Weekly Market Update 05/03/2021

Alex Ralicki |

There’s plenty of good news to go around, with one release after another pointing to increasing levels of business activity. Leading the way as April closed out was The Conference Board’s March report on the Leading Economic Indicators (LEI), which rose 1.3%. That easily topped forecasts and marked a turnaround from February’s slight decline. Most impressive was that all 10 components in the LEI gained ground, an indication that economic momentum was building. Also showing improvement are new home sales, housing prices, durable goods orders, regional manufacturing surveys, consumer confidence, and weekly jobless filings.

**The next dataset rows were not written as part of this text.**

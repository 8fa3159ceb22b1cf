/// Authentication and authorization primitives
///
/// # Modules
///
/// - [`password`]: Argon2id password hashing and strength policy
/// - [`jwt`]: Session token generation and validation
/// - [`reset`]: Password-reset token generation and at-rest hashing
/// - [`access`]: The authorization engine, one ordered rule chain shared
///   by every endpoint
///
/// # Security Features
///
/// - **Password Hashing**: Argon2id with 64 MB memory, 3 iterations
/// - **Session Tokens**: HS256 signing with per-role expiry
/// - **Reset Tokens**: High-entropy random values, SHA-256 hashed at rest

pub mod access;
pub mod jwt;
pub mod password;
pub mod reset;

Could we be getting too much of a good thing? To this point, the answer is probably no, as the shortages in labor and raw materials that often precede extended bouts of higher inflation are not indicated. Still, we have seen some pricing pressures. The rise in Treasury yields thus far this year, typically a suggestion of a possible uptick in inflation, will need to be watched.

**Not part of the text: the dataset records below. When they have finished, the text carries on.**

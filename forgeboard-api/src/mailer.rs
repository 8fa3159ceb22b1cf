/// Outbound email delivery client
///
/// The API never renders email bodies. It posts a template name plus a
/// structured JSON context to a configured delivery endpoint, which owns
/// rendering and sending. Delivery is fire-and-forget: failures are logged
/// and never fail the request that queued the email.
///
/// With no endpoint configured (local development), sends are logged at
/// debug level and dropped.

use serde::Serialize;
use serde_json::Value as JsonValue;

use crate::config::MailerConfig;

/// Delivery request body
#[derive(Debug, Serialize)]
struct MailRequest<'a> {
    to: &'a str,
    from: &'a str,
    template: &'a str,
    context: &'a JsonValue,
}

/// Outbound mail client
///
/// Cheap to clone; the underlying reqwest client shares its connection pool.
#[derive(Debug, Clone)]
pub struct Mailer {
    http: reqwest::Client,
    endpoint: Option<String>,
    from: String,
}

impl Mailer {
    pub fn new(config: &MailerConfig) -> Self {
        Self {
            http: reqwest::Client::new(),
            endpoint: config.endpoint.clone(),
            from: config.from.clone(),
        }
    }

    /// Queues one email for delivery
    ///
    /// Spawns the send so the calling handler never waits on the delivery
    /// service. Errors are logged with the template name, not the context,
    /// to keep reset tokens and personal data out of logs.
    pub fn send(&self, to: &str, template: &str, context: JsonValue) {
        let Some(endpoint) = self.endpoint.clone() else {
            tracing::debug!(template, "mail delivery disabled, dropping email");
            return;
        };

        let http = self.http.clone();
        let from = self.from.clone();
        let to = to.to_string();
        let template = template.to_string();

        tokio::spawn(async move {
            let body = MailRequest {
                to: &to,
                from: &from,
                template: &template,
                context: &context,
            };

            match http.post(&endpoint).json(&body).send().await {
                Ok(response) if response.status().is_success() => {
                    tracing::debug!(template, "email queued for delivery");
                }
                Ok(response) => {
                    tracing::warn!(
                        template,
                        status = %response.status(),
                        "mail delivery service rejected email"
                    );
                }
                Err(e) => {
                    tracing::warn!(template, error = %e, "failed to reach mail delivery service");
                }
            }
        });
    }
}

#[cfg(test)]
mod tests {
    use super::*;
    use serde_json::json;

    #[tokio::test]
    async fn test_disabled_mailer_drops_silently() {
        let mailer = Mailer::new(&MailerConfig {
            endpoint: None,
            from: "noreply@forgeboard.dev".to_string(),
        });

        // Must not panic or spawn
        mailer.send("user@example.com", "password_reset", json!({ "token": "x" }));
    }

    #[test]
    fn test_request_shape() {
        let context = json!({ "name": "Ada" });
        let body = MailRequest {
            to: "ada@example.com",
            from: "noreply@forgeboard.dev",
            template: "welcome",
            context: &context,
        };

        let value = serde_json::to_value(&body).unwrap();
        assert_eq!(value["to"], "ada@example.com");
        assert_eq!(value["template"], "welcome");
        assert_eq!(value["context"]["name"], "Ada");
    }
}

Meanwhile, earnings also are coming in more strongly than forecast, with the improvement led by the financial services (notably the large banks), consumer related enterprises, and technology sectors. In all, the first quarter is shaping up as a good one for Corporate America. With the economy suggesting few weaknesses, the second period should be positive as well.

Investors like what they see, with the stock market shaking off some intermittent blues and continuing to head into uncharted territory. Multiple records have been set by the Dow Jones Industrials and the S&P 500 Index recently, and the NASDAQ has recovered from a late first quarter selloff, topping 14,000 once again.

Does this pattern indicate too much exuberance on Wall Street? At times there appears to be, with price-earnings ratios now pushing past 22, and dividend yields (which can be competition for Treasuries) holding below 2.0%. Further, although the fundamentals (a healthier economy and increasing profits) are compelling, the possibility of rising inflation and selectively higher capital gains taxes raise potential red flags.

Conclusion: We think some caution is in order, especially if the news on inflation and taxes is unsettling.